> Dataset excerpts

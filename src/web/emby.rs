//! Emby server notifications, reformatted as HTML chat messages.

use axum::{body::Bytes, extract::State, http::StatusCode, response::IntoResponse, Json};
use chrono::{DateTime, Local, TimeZone};
use serde::Deserialize;
use serde_json::{json, Value};
use std::fmt::Display;
use teloxide::utils::html::escape;
use tracing::{debug, error, info, warn};

use super::RelayState;
use crate::telegram::{OutgoingMessage, ParseMode};

#[derive(Debug, Default, Deserialize)]
#[serde(rename_all = "PascalCase")]
pub struct EmbyNotification {
    pub event: String,
    #[serde(default)]
    pub server: Option<EmbyServer>,
    #[serde(default)]
    pub user: Option<EmbyUser>,
    #[serde(default)]
    pub title: Option<String>,
    #[serde(default)]
    pub description: Option<String>,
    /// RFC 3339 timestamp of the event
    #[serde(default)]
    pub date: Option<String>,
}

#[derive(Debug, Default, Deserialize)]
#[serde(rename_all = "PascalCase")]
pub struct EmbyServer {
    #[serde(default)]
    pub name: Option<String>,
    #[serde(default)]
    pub version: Option<String>,
}

#[derive(Debug, Default, Deserialize)]
#[serde(rename_all = "PascalCase")]
pub struct EmbyUser {
    #[serde(default)]
    pub name: Option<String>,
}

/// Human label for an Emby event type
pub fn event_label(event: &str) -> String {
    let label = match event {
        "playback.start" => "Playback started",
        "playback.stop" => "Playback stopped",
        "playback.pause" => "Playback paused",
        "playback.unpause" => "Playback resumed",
        "playback.progress" => "Playback progress",
        "system.webhooktest" => "Webhook test",
        "system.notificationtest" => "Notification test",
        "system.wakingup" => "Server waking up",
        "system.shuttingdown" => "Server shutting down",
        "system.resumed" => "Server resumed",
        "system.update.available" | "system.updateavailable" => "Server update available",
        "system.update.installed" => "Server update installed",
        "system.serverrestartrequired" => "Server restart required",
        "library.new" => "New media",
        "library.update" => "Library updated",
        "library.deleted" => "Media deleted",
        "library.scanning" => "Library scan running",
        "library.scancomplete" => "Library scan complete",
        "user.login" => "User logged in",
        "user.logout" => "User logged out",
        "user.new" => "User created",
        "user.delete" => "User deleted",
        "user.authenticated" | "user.authentication.success" => "User authenticated",
        "user.authenticationfailed" => "User authentication failed",
        "user.authenticationerror" => "User authentication error",
        "user.password.reset" => "User password reset",
        "session.start" => "Session started",
        "session.end" => "Session ended",
        "session.timeout" => "Session timed out",
        "device.new" => "New device connected",
        "device.delete" => "Device removed",
        "task.completed" => "Task completed",
        "task.failed" => "Task failed",
        "transcoding.start" => "Transcoding started",
        "transcoding.end" => "Transcoding finished",
        "transcoding.error" => "Transcoding error",
        "plugins.pluginupdated" => "Plugin updated",
        "plugins.plugininstalled" => "Plugin installed",
        "item.rate" => "Item rated",
        other => return format!("Unknown event ({})", other),
    };
    label.to_string()
}

/// Render a notification. Event times are shown in `tz`; `now` is the
/// notification time.
pub fn format_notification<Tz>(
    notification: &EmbyNotification,
    fallback_server: Option<&str>,
    tz: &Tz,
    now: DateTime<Tz>,
) -> String
where
    Tz: TimeZone,
    Tz::Offset: Display,
{
    let server = notification.server.as_ref();
    let server_name = server
        .and_then(|s| s.name.as_deref())
        .or(fallback_server)
        .unwrap_or("Emby");

    let mut lines = vec![
        "<b>🎬 Emby notification</b>".to_string(),
        String::new(),
    ];

    let mut server_line = format!("📺 Server: {}", escape(server_name));
    if let Some(version) = server.and_then(|s| s.version.as_deref()).filter(|v| !v.is_empty()) {
        server_line.push_str(&format!(" (v{})", escape(version)));
    }
    lines.push(server_line);
    lines.push(format!("📝 Type: {}", escape(&event_label(&notification.event))));

    if let Some(user) = notification
        .user
        .as_ref()
        .and_then(|u| u.name.as_deref())
        .filter(|n| !n.is_empty())
    {
        lines.push(format!("👤 User: {}", escape(user)));
    }
    if let Some(title) = notification.title.as_deref().filter(|t| !t.is_empty()) {
        lines.push(format!("🎵 Title: {}", escape(title)));
    }
    if let Some(description) = notification.description.as_deref().filter(|d| !d.is_empty()) {
        lines.push(format!("📝 Description: {}", escape(description)));
    }
    if let Some(date) = notification.date.as_deref() {
        match DateTime::parse_from_rfc3339(date) {
            Ok(at) => lines.push(format!(
                "⏰ Event time: {}",
                at.with_timezone(tz).format("%Y-%m-%d %H:%M:%S")
            )),
            Err(e) => warn!("Could not parse event date '{}': {}", date, e),
        }
    }
    lines.push(format!("⌚ Notified at: {}", now.format("%Y-%m-%d %H:%M:%S %Z")));

    lines.join("\n")
}

fn reply(status: StatusCode, outcome: &str, message: &str) -> axum::response::Response {
    (status, Json(json!({ "status": outcome, "message": message }))).into_response()
}

/// POST /webhook
pub async fn receive_notification(State(state): State<RelayState>, body: Bytes) -> impl IntoResponse {
    let payload: Value = match serde_json::from_slice::<Value>(&body) {
        Ok(value) if value.as_object().is_some_and(|o| !o.is_empty()) => value,
        _ => return reply(StatusCode::BAD_REQUEST, "error", "Invalid request data"),
    };
    if payload.get("Event").is_none() {
        return reply(StatusCode::BAD_REQUEST, "error", "Missing event type");
    }

    let notification: EmbyNotification = match serde_json::from_value(payload) {
        Ok(n) => n,
        Err(e) => {
            debug!("Malformed Emby payload: {}", e);
            return reply(StatusCode::BAD_REQUEST, "error", "Invalid request data");
        }
    };
    info!("Received Emby event {}", notification.event);

    let text = format_notification(&notification, state.server_name.as_deref(), &Local, Local::now());
    let message = OutgoingMessage::new(state.chat_id, text)
        .parse_mode(ParseMode::Html)
        .without_preview();

    match state.notifier.send(message).await {
        Ok(_) => reply(StatusCode::OK, "success", "Notification sent"),
        Err(e) => {
            error!("Failed to deliver Emby notification: {}", e);
            reply(StatusCode::INTERNAL_SERVER_ERROR, "error", "Failed to send notification")
        }
    }
}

> Exercise goal
Retyping every entry exactly is the whole of the task.

> Your solution
filename src/web/emby.rs
//! Emby server notifications, reformatted as HTML chat messages.

use axum::{body::Bytes, extract::State, http::StatusCode, response::IntoResponse, Json};
use chrono::{DateTime, Local, TimeZone};
use serde::Deserialize;
use serde_json::{json, Value};
use std::fmt::Display;
use teloxide::utils::html::escape;
use tracing::{debug, error, info, warn};

use super::RelayState;
use crate::telegram::{OutgoingMessage, ParseMode};

#[derive(Debug, Default, Deserialize)]
#[serde(rename_all = "PascalCase")]
pub struct EmbyNotification {
    pub event: String,
    #[serde(default)]
    pub server: Option<EmbyServer>,
    #[serde(default)]
    pub user: Option<EmbyUser>,
    #[serde(default)]
    pub title: Option<String>,
    #[serde(default)]
    pub description: Option<String>,
    /// RFC 3339 timestamp of the event
    #[serde(default)]
    pub date: Option<String>,
}

#[derive(Debug, Default, Deserialize)]
#[serde(rename_all = "PascalCase")]
pub struct EmbyServer {
    #[serde(default)]
    pub name: Option<String>,
    #[serde(default)]
    pub version: Option<String>,
}

#[derive(Debug, Default, Deserialize)]
#[serde(rename_all = "PascalCase")]
pub struct EmbyUser {
    #[serde(default)]
    pub name: Option<String>,
}

/// Human label for an Emby event type
pub fn event_label(event: &str) -> String {
    let label = match event {
        "playback.start" => "Playback started",
        "playback.stop" => "Playback stopped",
        "playback.pause" => "Playback paused",
        "playback.unpause" => "Playback resumed",
        "playback.progress" => "Playback progress",
        "system.webhooktest" => "Webhook test",
        "system.notificationtest" => "Notification test",
        "system.wakingup" => "Server waking up",
        "system.shuttingdown" => "Server shutting down",
        "system.resumed" => "Server resumed",
        "system.update.available" | "system.updateavailable" => "Server update available",
        "system.update.installed" => "Server update installed",
        "system.serverrestartrequired" => "Server restart required",
        "library.new" => "New media",
        "library.update" => "Library updated",
        "library.deleted" => "Media deleted",
        "library.scanning" => "Library scan running",
        "library.scancomplete" => "Library scan complete",
        "user.login" => "User logged in",
        "user.logout" => "User logged out",
        "user.new" => "User created",
        "user.delete" => "User deleted",
        "user.authenticated" | "user.authentication.success" => "User authenticated",
        "user.authenticationfailed" => "User authentication failed",
        "user.authenticationerror" => "User authentication error",
        "user.password.reset" => "User password reset",
        "session.start" => "Session started",
        "session.end" => "Session ended",
        "session.timeout" => "Session timed out",
        "device.new" => "New device connected",
        "device.delete" => "Device removed",
        "task.completed" => "Task completed",
        "task.failed" => "Task failed",
        "transcoding.start" => "Transcoding started",
        "transcoding.end" => "Transcoding finished",
        "transcoding.error" => "Transcoding error",
        "plugins.pluginupdated" => "Plugin updated",
        "plugins.plugininstalled" => "Plugin installed",
        "item.rate" => "Item rated",
        other => return format!("Unknown event ({})", other),
    };
    label.to_string()
}

/// Render a notification. Event times are shown in `tz`; `now` is the
/// notification time.
pub fn format_notification<Tz>(
    notification: &EmbyNotification,
    fallback_server: Option<&str>,
    tz: &Tz,
    now: DateTime<Tz>,
) -> String
where
    Tz: TimeZone,
    Tz::Offset: Display,
{
    let server = notification.server.as_ref();
    let server_name = server
        .and_then(|s| s.name.as_deref())
        .or(fallback_server)
        .unwrap_or("Emby");

    let mut lines = vec![
        "<b>🎬 Emby notification</b>".to_string(),
        String::new(),
    ];

    let mut server_line = format!("📺 Server: {}", escape(server_name));
    if let Some(version) = server.and_then(|s| s.version.as_deref()).filter(|v| !v.is_empty()) {
        server_line.push_str(&format!(" (v{})", escape(version)));
    }
    lines.push(server_line);
    lines.push(format!("📝 Type: {}", escape(&event_label(&notification.event))));

    if let Some(user) = notification
        .user
        .as_ref()
        .and_then(|u| u.name.as_deref())
        .filter(|n| !n.is_empty())
    {
        lines.push(format!("👤 User: {}", escape(user)));
    }
    if let Some(title) = notification.title.as_deref().filter(|t| !t.is_empty()) {
        lines.push(format!("🎵 Title: {}", escape(title)));
    }
    if let Some(description) = notification.description.as_deref().filter(|d| !d.is_empty()) {
        lines.push(format!("📝 Description: {}", escape(description)));
    }
    if let Some(date) = notification.date.as_deref() {
        match DateTime::parse_from_rfc3339(date) {
            Ok(at) => lines.push(format!(
                "⏰ Event time: {}",
                at.with_timezone(tz).format("%Y-%m-%d %H:%M:%S")
            )),
            Err(e) => warn!("Could not parse event date '{}': {}", date, e),
        }
    }
    lines.push(format!("⌚ Notified at: {}", now.format("%Y-%m-%d %H:%M:%S %Z")));

    lines.join("\n")
}

fn reply(status: StatusCode, outcome: &str, message: &str) -> axum::response::Response {
    (status, Json(json!({ "status": outcome, "message": message }))).into_response()
}

/// POST /webhook
pub async fn receive_notification(State(state): State<RelayState>, body: Bytes) -> impl IntoResponse {
    let payload: Value = match serde_json::from_slice::<Value>(&body) {
        Ok(value) if value.as_object().is_some_and(|o| !o.is_empty()) => value,
        _ => return reply(StatusCode::BAD_REQUEST, "error", "Invalid request data"),
    };
    if payload.get("Event").is_none() {
        return reply(StatusCode::BAD_REQUEST, "error", "Missing event type");
    }

    let notification: EmbyNotification = match serde_json::from_value(payload) {
        Ok(n) => n,
        Err(e) => {
            debug!("Malformed Emby payload: {}", e);
            return reply(StatusCode::BAD_REQUEST, "error", "Invalid request data");
        }
    };
    info!("Received Emby event {}", notification.event);

    let text = format_notification(&notification, state.server_name.as_deref(), &Local, Local::now());
    let message = OutgoingMessage::new(state.chat_id, text)
        .parse_mode(ParseMode::Html)
        .without_preview();

    match state.notifier.send(message).await {
        Ok(_) => reply(StatusCode::OK, "success", "Notification sent"),
        Err(e) => {
            error!("Failed to deliver Emby notification: {}", e);
            reply(StatusCode::INTERNAL_SERVER_ERROR, "error", "Failed to send notification")
        }
    }
}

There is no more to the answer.